Department of Physiology, Oregon Health Sciences University, Portland, Oregon 97201; and The Division of Reproductive Sciences, Oregon Regional Primate Research Center, Beaverton, Oregon 97006.
Mol Cell Neurosci. 1993 Dec;4(6):532-7. doi: 10.1006/mcne.1993.1065.
Androgens bind to specific high-affinity receptors (AR), thereby initiating gene transcription. We investigated the effects of testosterone (T), dihydrotestosterone (DHT), and 17beta-estradiol (E(2)) on AR transcription and binding in prostate, medial basal hypothalamus (MBH), preoptic area (POA), amygdala, hippocampus, and cortex in the rat. Androgen receptor mRNA was measured by a ribonuclease protection assay. Cytosolic and nuclear AR binding (ARc and ARn, respectively) were measured by in vitro binding assays. In the prostate AR mRNA levels were low in intact animals. Castration produced a fourfold elevation of AR mRNA which was reduced to intact values by treatment with T or DHT (P < 0.05; n = 4). E(2) had no effect compared to castrate levels. In contrast to the prostate, no treatment effect was observed on the expression of AR gene in the MBH, POA, amygdala, hippocampus, or cortex. On the premise that treatment effects on AR mRNA in the brain may require longer than 48 h, we treated rats for 4 and 7 days and found no treatment effect on the expression of AR mRNA in MBH, POA, or amygdala. Next, we compared AR binding with its mRNA between prostate and various brain areas. Castration significantly increased ARc and reduced ARn compared to intact levels, and androgen treatments restored both ARc and ARn to intact values in prostate and brain areas (P < 0.05; n = 5). Changes in AR mRNA levels in prostate corresponded to changes in ARc but not ARn in castrated and androgen-treated males, which suggests that ARc is newly synthesized receptor. In contrast, ARc differed quantitatively between prostate and neural tissues. These results show that DHT regulates AR transcription in rat prostate as effectively as T. Our data also suggest that AR gene transcriptional activity in prostate and selected brain areas may be subjected to differential regulatory mechanisms. This may be due to the presence of tissue-specific regulatory proteins.

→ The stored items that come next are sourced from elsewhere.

//! Outbound collection writes.
//!
//! Callers enqueue [`PendingWriteOp`]s through a [`WriteQueue`] handle. A
//! single worker task drains whatever is ready, sends one write request per
//! set and replies to every waiting caller with the request's outcome.
//! Nothing is retried and the mirror is not touched: the change comes back
//! through the next delta or push.

use std::collections::BTreeMap;
use std::sync::Arc;

use rand::distributions::Alphanumeric;
use rand::Rng;
use tokio::sync::{mpsc, oneshot};

use super::CollectionSync;
use crate::api::wire::{CollectionItem, WriteRequest};
use crate::api::CollectionApi;
use crate::error::{Result, SyncError};
use crate::ids::{self, EntityKind};
use crate::model::{PendingWriteOp, SET_COLLECTION};

const CLIENT_UPDATE_ID_LEN: usize = 16;

struct WriteJob {
    op: PendingWriteOp,
    reply: oneshot::Sender<Result<()>>,
}

/// Handle for submitting writes to the queue worker.
#[derive(Clone)]
pub struct WriteQueue {
    tx: mpsc::Sender<WriteJob>,
}

impl WriteQueue {
    /// Spawn the worker on the current tokio runtime.
    pub fn spawn(api: Arc<dyn CollectionApi>, username: String, capacity: usize) -> Self {
        let (tx, rx) = mpsc::channel(capacity.max(1));
        tokio::spawn(run_worker(api, username, rx));
        Self { tx }
    }

    /// Enqueue `op` and wait until the request carrying it was answered.
    pub async fn submit(&self, op: PendingWriteOp) -> Result<()> {
        let (reply, outcome) = oneshot::channel();
        self.tx
            .send(WriteJob { op, reply })
            .await
            .map_err(|_| SyncError::QueueClosed)?;
        outcome.await.map_err(|_| SyncError::QueueClosed)?
    }
}

async fn run_worker(api: Arc<dyn CollectionApi>, username: String, mut rx: mpsc::Receiver<WriteJob>) {
    while let Some(first) = rx.recv().await {
        let mut ready = vec![first];
        while let Ok(job) = rx.try_recv() {
            ready.push(job);
        }
        flush(api.as_ref(), &username, ready).await;
    }
    tracing::debug!("Write queue closed");
}

/// One request per set, in first-seen order of ops within each set.
async fn flush(api: &dyn CollectionApi, username: &str, jobs: Vec<WriteJob>) {
    let mut by_set: BTreeMap<String, Vec<WriteJob>> = BTreeMap::new();
    for job in jobs {
        by_set.entry(job.op.set().to_string()).or_default().push(job);
    }

    for (set, jobs) in by_set {
        let request = build_write_request(username, &set, jobs.iter().map(|job| &job.op));
        tracing::debug!(
            "Writing {} op(s) to {} [client_update_id = {}]",
            request.items.len(),
            set,
            request.client_update_id
        );

        let rejected = match api.write(request).await {
            Ok(()) => None,
            Err(e) => {
                tracing::warn!("Write to {} failed: {}", set, e);
                Some(e.to_string())
            }
        };
        for job in jobs {
            let outcome = match &rejected {
                None => Ok(()),
                Some(message) => Err(SyncError::WriteRejected(message.clone())),
            };
            // Caller may have stopped waiting
            let _ = job.reply.send(outcome);
        }
    }
}

fn client_update_id() -> String {
    rand::thread_rng()
        .sample_iter(&Alphanumeric)
        .take(CLIENT_UPDATE_ID_LEN)
        .map(char::from)
        .collect()
}

/// Wire request for a group of ops targeting the same set.
pub fn build_write_request<'a>(
    username: &str,
    set: &str,
    ops: impl IntoIterator<Item = &'a PendingWriteOp>,
) -> WriteRequest {
    WriteRequest {
        username: username.to_string(),
        set: set.to_string(),
        client_update_id: client_update_id(),
        items: ops
            .into_iter()
            .map(|op| match op {
                PendingWriteOp::Add { uri, added_at, .. } => CollectionItem {
                    uri: uri.clone(),
                    added_at: *added_at,
                    is_removed: false,
                },
                PendingWriteOp::Remove { uri, .. } => CollectionItem {
                    uri: uri.clone(),
                    added_at: 0,
                    is_removed: true,
                },
            })
            .collect(),
    }
}

/// What [`CollectionSync::toggle`] did.
#[derive(Debug, Clone, Copy, PartialEq, Eq)]
pub enum ToggleOutcome {
    Added,
    Removed,
}

impl CollectionSync {
    /// Add `uri` to `set` remotely. Resolves once the write was answered.
    pub async fn perform_add(&self, uri: &str, set: &str) -> Result<()> {
        self.writes.submit(PendingWriteOp::add(uri, set)).await
    }

    pub async fn perform_remove(&self, uri: &str, set: &str) -> Result<()> {
        self.writes.submit(PendingWriteOp::remove(uri, set)).await
    }

    /// Flip the saved state of a track or album, judged by the local mirror.
    pub async fn toggle(&self, uri: &str) -> Result<ToggleOutcome> {
        let kind = ids::classify(uri)?;
        if !matches!(kind, EntityKind::Track | EntityKind::Album) {
            return Err(SyncError::UnsupportedEntityKind(uri.to_string()));
        }

        if self.store.contains(kind, uri).await? {
            self.perform_remove(uri, SET_COLLECTION).await?;
            Ok(ToggleOutcome::Removed)
        } else {
            self.perform_add(uri, SET_COLLECTION).await?;
            Ok(ToggleOutcome::Added)
        }
    }
}
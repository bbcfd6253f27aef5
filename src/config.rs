use anyhow::{Context, Result};
use serde::{Deserialize, Serialize};
use std::fs;
use std::path::PathBuf;

use crate::model::{SET_COLLECTION, SET_PINS, SET_ROOTLIST};

const CONFIG_FILE_NAME: &str = "config.toml";
const APP_DIR_NAME: &str = "spindle";

/// Application configuration
#[derive(Debug, Clone, Default, Serialize, Deserialize)]
#[serde(default)]
pub struct Config {
    pub api: ApiConfig,
    pub storage: StorageConfig,
    pub sync: SyncConfig,
}

/// Remote service settings
#[derive(Debug, Clone, Serialize, Deserialize)]
#[serde(default)]
pub struct ApiConfig {
    /// Base URL of the collection/playlist/metadata endpoints
    pub base_url: String,
    /// Account whose collection is mirrored (empty = take it from credentials)
    pub username: String,
    /// Items requested per bootstrap page
    pub page_limit: u32,
    /// Per-request timeout in seconds
    pub timeout_secs: u64,
}

impl Default for ApiConfig {
    fn default() -> Self {
        Self {
            base_url: "https://spclient.wg.spotify.com".to_string(),
            username: String::new(),
            page_limit: 300,
            timeout_secs: 30,
        }
    }
}

/// Local mirror settings
#[derive(Debug, Clone, Default, Serialize, Deserialize)]
#[serde(default)]
pub struct StorageConfig {
    /// Mirror database path (empty = default data dir)
    pub db_path: Option<String>,
}

impl StorageConfig {
    /// Resolved database path, creating the default data directory if needed.
    pub fn resolve_db_path(&self) -> Result<PathBuf> {
        if let Some(ref path) = self.db_path {
            return Ok(PathBuf::from(path));
        }
        let data_dir = dirs::data_dir()
            .context("Failed to get data directory")?
            .join(APP_DIR_NAME);
        fs::create_dir_all(&data_dir).context("Failed to create data directory")?;
        Ok(data_dir.join("collection.redb"))
    }
}

/// Sync behaviour
#[derive(Debug, Clone, Serialize, Deserialize)]
#[serde(default)]
pub struct SyncConfig {
    /// Collection sets scanned by `spindle-sync scan` with no arguments
    pub sets: Vec<String>,
    /// Capacity of the pending write channel
    pub write_queue_capacity: usize,
    /// Refresh content filters after scanning
    pub scan_content_filters: bool,
}

impl Default for SyncConfig {
    fn default() -> Self {
        Self {
            sets: vec![
                SET_COLLECTION.to_string(),
                SET_PINS.to_string(),
                SET_ROOTLIST.to_string(),
            ],
            write_queue_capacity: 64,
            scan_content_filters: true,
        }
    }
}

impl Config {
    /// Get the configuration file path
    pub fn config_path() -> Result<PathBuf> {
        let config_dir = dirs::config_dir()
            .context("Failed to get config directory")?
            .join(APP_DIR_NAME);

        fs::create_dir_all(&config_dir).context("Failed to create config directory")?;

        Ok(config_dir.join(CONFIG_FILE_NAME))
    }

    /// Load configuration from file, or create default if not exists
    pub fn load() -> Result<Self> {
        let path = Self::config_path()?;

        if path.exists() {
            let contents = fs::read_to_string(&path).context("Failed to read config file")?;

            let config: Config = toml::from_str(&contents).context("Failed to parse config file")?;

            Ok(config)
        } else {
            let config = Config::default();
            config.save()?;
            Ok(config)
        }
    }

    /// Save configuration to file
    pub fn save(&self) -> Result<()> {
        let path = Self::config_path()?;

        let contents = toml::to_string_pretty(self).context("Failed to serialize config")?;

        fs::write(&path, contents).context("Failed to write config file")?;

        Ok(())
    }

    /// Generate example config content for documentation
    pub fn example_config() -> String {
        let config = Config::default();
        toml::to_string_pretty(&config).unwrap_or_default()
    }
}
//! Page model and element grounding
//!
//! - [`DomSnapshot`]: the page body as captured by the in-page agent
//! - [`grounder`]: visibility, naming and labeling of actionable elements
//! - [`LabelMap`]: the labels of one perception cycle

pub mod element;
pub mod grounder;
pub mod label_map;
pub mod snapshot;

pub use element::{BoundingBox, ComputedStyle, DomNode, ElementNode};
pub use grounder::{MarkerPatch, compute_labels, ground, marker_patches, sanitize_name};
pub use label_map::{LabelMap, LabelRecord, marker_selector};
pub use snapshot::{DomSnapshot, Viewport};
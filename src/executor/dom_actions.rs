use crate::{
    action::ScrollDirection,
    browser::{KeyEvent, KeyEventKind, MouseEvent, MouseEventKind, Point, TabHandle, modifiers},
    config::AgentConfig,
    dom::label_map::{VISIBLE_TEXT_ATTR, attribute_selector, marker_selector},
    error::{AgentError, Result},
};
use serde_json::json;
use std::time::Duration;
use tokio::time::{Instant, sleep};

const ENTER_KEY_CODE: u32 = 13;

/// Low level input primitives against one tab
pub struct DomActions<'a> {
    tab: &'a dyn TabHandle,
    config: &'a AgentConfig,
}

impl<'a> DomActions<'a> {
    pub fn new(tab: &'a dyn TabHandle, config: &'a AgentConfig) -> Self {
        Self { tab, config }
    }

    /// Screen coordinate of the element carrying `label`.
    ///
    /// Tries `#label`, then the label marker, then the visible-text marker.
    /// Returns [`AgentError::Grounding`] when none of them resolves.
    pub async fn locate(&self, label: &str) -> Result<Point> {
        let selectors = [
            format!("#{}", label),
            marker_selector(label),
            attribute_selector(VISIBLE_TEXT_ATTR, label),
        ];

        for (i, selector) in selectors.iter().enumerate() {
            let node = match self.tab.query_selector(selector).await {
                Ok(node) => node,
                // Labels such as `12` are not valid CSS identifiers
                Err(e) if i == 0 => {
                    log::debug!("selector `{}` rejected: {}", selector, e);
                    None
                }
                Err(e) => return Err(e),
            };
            let Some(node) = node else { continue };

            let object = self
                .tab
                .resolve_node(node)
                .await?
                .ok_or_else(|| AgentError::Grounding(format!("node for `{}` has no remote object", selector)))?;
            let quad = self.tab.box_model(&object).await?;
            return Ok(quad.center());
        }

        Err(AgentError::Grounding(format!("no element labeled `{}`", label)))
    }

    /// Left click at `at`, with the ripple cue
    pub async fn click_at(&self, at: Point) -> Result<()> {
        if let Err(e) = self.tab.call_rpc("ripple", json!([at.x, at.y])).await {
            log::debug!("ripple failed: {}", e);
        }

        self.tab.dispatch_mouse_event(MouseEvent::new(MouseEventKind::Pressed, at)).await?;
        sleep(self.config.mouse_press_gap).await;
        self.tab.dispatch_mouse_event(MouseEvent::new(MouseEventKind::Released, at)).await?;
        sleep(self.config.click_settle).await;
        Ok(())
    }

    /// Select everything in the focused field
    pub async fn select_all(&self) -> Result<()> {
        let event = KeyEvent::new(KeyEventKind::KeyDown)
            .with_modifiers(modifiers::platform_command())
            .with_key("a", "KeyA", 65)
            .with_text("A")
            .with_command("selectAll");
        self.tab.dispatch_key_event(event).await?;
        sleep(self.config.select_all_settle).await;
        Ok(())
    }

    /// Type `text` one character at a time
    pub async fn type_text(&self, text: &str) -> Result<()> {
        let half_cycle = self.config.keystroke_delay / 2;

        for ch in text.chars() {
            if ch == '\n' {
                self.press_enter().await?;
                continue;
            }

            let text = ch.to_string();
            self.tab.dispatch_key_event(KeyEvent::new(KeyEventKind::KeyDown).with_text(text.clone())).await?;
            sleep(half_cycle).await;
            self.tab.dispatch_key_event(KeyEvent::new(KeyEventKind::KeyUp).with_text(text)).await?;
            sleep(half_cycle).await;
        }
        Ok(())
    }

    async fn press_enter(&self) -> Result<()> {
        let enter = |kind| KeyEvent::new(kind).with_key("Enter", "Enter", ENTER_KEY_CODE);

        self.tab.dispatch_key_event(enter(KeyEventKind::RawKeyDown)).await?;
        self.tab.dispatch_key_event(enter(KeyEventKind::Char).with_text("\r")).await?;
        self.tab.dispatch_key_event(enter(KeyEventKind::KeyUp)).await?;
        sleep(self.config.keystroke_delay).await;
        Ok(())
    }

    pub async fn scroll(&self, direction: ScrollDirection) -> Result<()> {
        self.tab.call_rpc("scrollPage", json!([direction.as_str()])).await?;
        sleep(self.config.scroll_settle).await;
        Ok(())
    }

    /// Wait until the document size stops changing.
    ///
    /// Gives up with a warning after `stability_timeout`; a page that never
    /// settles still gets acted upon.
    pub async fn wait_till_stable(&self) -> Result<()> {
        let deadline = Instant::now() + self.config.stability_timeout;
        let mut last_size = 0u64;
        let mut equal_run = 0;

        loop {
            let size = self.tab.call_rpc("domSize", json!([])).await?.as_u64().unwrap_or(0);

            equal_run = match size {
                0 => 0,
                _ if size == last_size => equal_run + 1,
                _ => 1,
            };
            last_size = size;

            if equal_run >= self.config.stability_checks {
                log::debug!("page stable at {} bytes", size);
                return Ok(());
            }
            if Instant::now() >= deadline {
                log::warn!("page did not settle within {:?}, continuing", self.config.stability_timeout);
                return Ok(());
            }
            sleep(self.config.stability_interval.max(Duration::from_millis(1))).await;
        }
    }
}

雄激素与特定的高亲和力受体 (AR) 结合,从而启动基因转录。我们研究了睾酮 (T)、二氢睾酮 (DHT) 和 17β-雌二醇 (E(2)) 对大鼠前列腺、中基底下丘脑 (MBH)、视前区 (POA)、杏仁核、海马和皮质 AR 转录和结合的影响。通过核糖核酸酶保护分析测定雄激素受体 mRNA。通过体外结合测定法测定胞质和核雄激素受体结合 (ARc 和 ARn)。在完整动物中,前列腺中的 AR mRNA 水平较低。阉割导致 AR mRNA 增加四倍,用 T 或 DHT 处理后降至完整值 (P < 0.05;n = 4)。E(2) 与阉割水平相比没有影响。与前列腺相反,MBH、POA、杏仁核、海马或皮质中 AR 基因的表达没有观察到治疗作用。鉴于治疗对大脑中 AR mRNA 的影响可能需要超过 48 小时,我们用 4 天和 7 天治疗大鼠,发现 MBH、POA 或杏仁核中 AR mRNA 的表达没有治疗作用。接下来,我们比较了前列腺和各种脑区之间的 AR 结合与其 mRNA。与完整水平相比,阉割显着增加了 ARc 并减少了 ARn,雄激素处理将 ARc 和 ARn 都恢复到完整值在前列腺和脑区 (P < 0.05;n = 5)。在阉割和雄激素处理的雄性中,前列腺中 AR mRNA 水平的变化与 ARc 的变化相对应,但与 ARn 的变化无关,这表明 ARc 是新合成的受体。相反,ARc 在前列腺和神经组织之间存在数量上的差异。这些结果表明 DHT 像 T 一样有效地调节大鼠前列腺中的 AR 转录。我们的数据还表明,前列腺和选定的脑区中 AR 基因转录活性可能受到不同的调节机制的影响。这可能是由于存在组织特异性调节蛋白。